How Do You Transform Trigonometric Expressions and Find Their Extremes?

[Theodore Hodson]

Homework Statement

Express $$4sin\theta-3cos\theta$$ in the form $$rsin(\theta-\alpha)$$
Hence find the maximum and minimum values of $$\frac{7}{4sin\theta-3cos\theta+2}$$
State the greatest and least values.

Homework Equations

The Attempt at a Solution

Okay so putting it in the $$rsin(\theta-\alpha)$$ form I get $$5sin(\theta-36.9^{\circ})$$

Which means $$\frac{7}{4sin\theta-3cos\theta+2}=\frac{7}{5sin(\theta-36.9^{\circ})+2}$$Now if I understand correctly it follows that $$\frac{7}{5sin(\theta-36.9^{\circ})+2}=\frac{7}{5}cosec(\theta-36.9^{\circ})+2$$

I understand the greatest and least values part of the question- they would be +infinity and -infinity as it's a cosec graph. It's just I can't seem to arrive at the answer that's in my textbook for the maximum and minimum values bit.
The textbook says the max value is $$\frac{-7}{3}$$ and that the min value is $$\frac{7}{8}$$

By my own calculations the max value would be 17/5 and the min value would be 3/5. I got this by evaluating $$\frac{7}{5}cosec(\theta-36.9^{\circ})+2$$ when $$cosec(\theta-36.9^{\circ})$$ is equal to 1 and -1

However I know this is wrong because I drew the graph on some graph drawing software which showed a maximum value of -7/3 (what my textbook got) and a minimum value of 1 (curiously my textbook said the minimum value was 7/8).

So basically I'm a bit confused, got conflicting information from my textbook and from the graph drawing software. I actually think that there might be something that I don't understand quite fundamentally here so I would appreciate any help to clear up this misunderstanding and solve the problem.

Thanking you

 

[Dr.

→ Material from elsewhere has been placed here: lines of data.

pub mod client;
pub mod connection;
pub mod types;

pub use client::{
    ClientAction,
    SyncProtocolClient,
};
pub use connection::spawn_transport;
pub use types::{
    BundleState,
    ConnectionState,
    ConversionRequest,
    InboundMessage,
    OutboundMessage,
    TableResponse,
    TransportEvent,
};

Courtney]

This stuff is easy to double check by graphing.

 

[PeroK]

Homework Statement

Express $$4sin\theta-3cos\theta$$ in the form $$rsin(\theta-\alpha)$$
Hence find the maximum and minimum values of $$\frac{7}{4sin\theta-3cos\theta+2}$$
State the greatest and least values.

Homework Equations

The Attempt at a Solution

Okay so putting it in the $$rsin(\theta-\alpha)$$ form I get $$5sin(\theta-36.9^{\circ})$$

Which means $$\frac{7}{4sin\theta-3cos\theta+2}=\frac{7}{5sin(\theta-36.9^{\circ})+2}$$Now if I understand correctly it follows that $$\frac{7}{5sin(\theta-36.9^{\circ})+2}=\frac{7}{5}cosec(\theta-36.9^{\circ})+2$$

This is not correct. You cannot split the fraction like that.

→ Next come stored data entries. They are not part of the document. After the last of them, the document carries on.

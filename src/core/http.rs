use std::time::Duration;

use reqwest::{
    header::{
        ACCEPT,
        USER_AGENT,
    },
    Client,
    Response,
    StatusCode,
};
use serde::de::DeserializeOwned;

use crate::core::StudioError;

pub fn http_client() -> Result<Client, StudioError> {
    Client::builder()
        .timeout(Duration::from_secs(30))
        .build()
        .map_err(|e| StudioError::Custom(format!("HTTP client build failed: {e}")))
}

/// GET a JSON document. A 404 is reported as `Ok(None)` so callers can pick a
/// fallback; every other non-success status is an error.
pub async fn get_json<T: DeserializeOwned>(
    client: &Client,
    url: &str,
) -> Result<Option<T>, StudioError> {
    let resp = client
        .get(url)
        .header(USER_AGENT, "g2p-studio/0.1 (+reqwest)")
        .header(ACCEPT, "application/json")
        .send()
        .await?;

    if resp.status() == StatusCode::NOT_FOUND {
        return Ok(None);
    }

    ensure_success(&resp)?;
    Ok(Some(resp.json::<T>().await?))
}

fn ensure_success(resp: &Response) -> Result<(), StudioError> {
    if !resp.status().is_success() {
        return Err(StudioError::Custom(format!(
            "HTTP error {} from {}",
            resp.status(),
            resp.url()
        )));
    }
    Ok(())
}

I understand the greatest and least values part of the question- they would be +infinity and -infinity as it's a cosec graph. It's just I can't seem to arrive at the answer that's in my textbook for the maximum and minimum values bit.
The textbook says the max value is $$\frac{-7}{3}$$ and that the min value is $$\frac{7}{8}$$

By my own calculations the max value would be 17/5 and the min value would be 3/5. I got this by evaluating $$\frac{7}{5}cosec(\theta-36.9^{\circ})+2$$ when $$cosec(\theta-36.9^{\circ})$$ is equal to 1 and -1

However I know this is wrong because I drew the graph on some graph drawing software which showed a maximum value of -7/3 (what my textbook got) and a minimum value of 1 (curiously my textbook said the minimum value was 7/8).

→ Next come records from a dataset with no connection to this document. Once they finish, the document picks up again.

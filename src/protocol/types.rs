use serde::{
    Deserialize,
    Serialize,
};

use crate::core::{
    IncludedRuleSet,
    RuleSetBundle,
    StudioError,
};

pub const CONNECT_NAMESPACE: &str = "/connect";
pub const TABLE_NAMESPACE: &str = "/table";
pub const CONVERT_NAMESPACE: &str = "/convert";

pub const CONNECTION_RESPONSE: &str = "connection response";
pub const TABLE_EVENT: &str = "table event";
pub const TABLE_RESPONSE: &str = "table response";
pub const CONVERSION_EVENT: &str = "conversion event";
pub const CONVERSION_RESPONSE: &str = "conversion response";

#[derive(Clone, Debug, PartialEq, Eq)]
pub enum ConnectionState {
    Disconnected,
    Connected,
}

impl Default for ConnectionState {
    fn default() -> Self {
        Self::Disconnected
    }
}

#[derive(Clone, Debug, PartialEq, Eq)]
pub enum BundleState {
    AwaitingBundle,
    Populated,
}

/// Every frame on the socket: which logical channel, which event, and its payload.
#[derive(Debug, Clone, PartialEq, Serialize, Deserialize)]
pub struct Envelope {
    pub namespace: String,
    pub event: String,
    #[serde(default)]
    pub data: serde_json::Value,
    /// Echo of the table request a `table response` answers. Table payloads are
    /// bare lists, so the id rides on the envelope.
    #[serde(default, skip_serializing_if = "Option::is_none")]
    pub request_id: Option<u64>,
}

#[derive(Debug, Clone, PartialEq, Eq, Serialize, Deserialize)]
pub struct TableEvent {
    pub in_lang: String,
    pub out_lang: String,
    #[serde(skip_serializing_if = "Option::is_none", default)]
    pub request_id: Option<u64>,
}

#[derive(Debug, Clone, PartialEq)]
pub struct TableResponse {
    pub bundle: RuleSetBundle,
    pub request_id: Option<u64>,
}

impl From<RuleSetBundle> for TableResponse {
    fn from(bundle: RuleSetBundle) -> Self {
        Self { bundle, request_id: None }
    }
}

#[derive(Debug, Clone, PartialEq, Eq, Serialize, Deserialize)]
pub struct ConversionRequest {
    pub input_string: String,
    pub mappings: Vec<IncludedRuleSet>,
}

#[derive(Debug, Clone, PartialEq, Eq, Serialize, Deserialize)]
pub struct ConversionData {
    #[serde(flatten)]
    pub request: ConversionRequest,
    #[serde(skip_serializing_if = "Option::is_none", default)]
    pub request_id: Option<u64>,
}

#[derive(Debug, Clone, PartialEq, Eq, Serialize, Deserialize)]
pub struct ConversionEvent {
    pub data: ConversionData,
}

#[derive(Debug, Clone, PartialEq, Eq, Serialize, Deserialize)]
pub struct ConversionResponse {
    pub output_string: String,
    #[serde(default)]
    pub request_id: Option<u64>,
}

#[derive(Debug, Clone, PartialEq, Eq, Serialize, Deserialize)]
pub struct ConnectionResponse {
    pub data: String,
}

#[derive(Debug, Clone, PartialEq)]
pub enum OutboundMessage {
    Table(TableEvent),
    Conversion(ConversionEvent),
}

impl OutboundMessage {
    pub fn event_name(&self) -> &'static str {
        match self {
            OutboundMessage::Table(_) => TABLE_EVENT,
            OutboundMessage::Conversion(_) => CONVERSION_EVENT,
        }
    }

    pub fn into_envelope(self) -> Result<Envelope, StudioError> {
        let (namespace, event, data) = match self {
            OutboundMessage::Table(table) => {
                (TABLE_NAMESPACE, TABLE_EVENT, serde_json::to_value(table)?)
            }
            OutboundMessage::Conversion(conversion) => {
                (CONVERT_NAMESPACE, CONVERSION_EVENT, serde_json::to_value(conversion)?)
            }
        };
        Ok(Envelope {
            namespace: namespace.to_string(),
            event: event.to_string(),
            data,
            request_id: None,
        })
    }
}

#[derive(Debug, Clone, PartialEq)]
pub enum InboundMessage {
    ConnectionResponse(ConnectionResponse),
    TableResponse(TableResponse),
    ConversionResponse(ConversionResponse),
}

impl InboundMessage {
    /// `Ok(None)` for events this client does not listen to.
    pub fn from_envelope(envelope: Envelope) -> Result<Option<Self>, StudioError> {
        let message = match (envelope.namespace.as_str(), envelope.event.as_str()) {
            (CONNECT_NAMESPACE, CONNECTION_RESPONSE) => {
                InboundMessage::ConnectionResponse(serde_json::from_value(envelope.data)?)
            }
            (TABLE_NAMESPACE, TABLE_RESPONSE) => {
                InboundMessage::TableResponse(TableResponse {
                    bundle: serde_json::from_value(envelope.data)?,
                    request_id: envelope.request_id,
                })
            }
            (CONVERT_NAMESPACE, CONVERSION_RESPONSE) => {
                InboundMessage::ConversionResponse(serde_json::from_value(envelope.data)?)
            }
            _ => return Ok(None),
        };
        Ok(Some(message))
    }
}

/// What the transport task reports back to the session.
#[derive(Debug, Clone, PartialEq)]
pub enum TransportEvent {
    Connected,
    Disconnected(Option<String>),
    Message(InboundMessage),
}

So basically I'm a bit confused, got conflicting information from my textbook and from the graph drawing software. I actually think that there might be something that I don't understand quite fundamentally here so I would appreciate any help to clear up this misunderstanding and solve the problem.

Thanking you

The question makes no sense unless you are restricting $\theta$ to a certain range, as the function is unbounded.

Also how can $-7/3$ be a maximum and $7/8$ be a minimum? That makes no sense either.

 

[SammyS]

... The

The Attempt at a Solution

Okay so putting it in the $$rsin(\theta-\alpha)$$ form I get $$5sin(\theta-36.9^{\circ})$$
Which means $$\frac{7}{4sin\theta-3cos\theta+2}=\frac{7}{5sin(\theta-36.9^{\circ})+2}$$It's fine up to this point. The next step is incorrect.

Now if I understand correctly it follows that $$\frac{7}{5sin(\theta-36.9^{\circ})+2}=\frac{7}{5}cosec(\theta-36.9^{\circ})+2$$

As the denominator → 0, $\displaystyle \ \left|\frac{7}{5\sin(\theta-36.9^{\circ})+2}\right|\$ gets very large, so there is no global minimum or maximum.

This expression does have local minima & maxima .

 

[Theodore Hodson]

As the denominator → 0, $\displaystyle \ \left|\frac{7}{5\sin(\theta-36.9^{\circ})+2}\right|\$ gets very large, so there is no global minimum or maximum.

This expression does have local minima & maxima .

Right okay I see my mistake now. It's the $+2$ in the denominator that complicates things right? Say if it were just $\frac{7}{5sin(\theta-36.9^{\circ})}$ then you could simplify that to $\frac{7}{5}cosec(\theta-36.9^{\circ})$.

Right so going back to the correct form of the function $\frac{7}{5\sin(\theta-36.9^{\circ})+2}$.

As you say there is no global maximum or minimum because the function tails off to plus and minus infinity at certain points. The value of the function at its local minima will be when $5sin(\theta-36.9^{\circ})$ is equal to $5$ and the value at its local maxima will be when $5sin(\theta-36.9^{\circ})$ is equal to $-5$.

So for local minima, f(x) is $1$ and for local maxima f(x) is $-\frac{7}{3}$. And this is consistent with what I see when I graph this on my computer.

Thank-you very much for helping me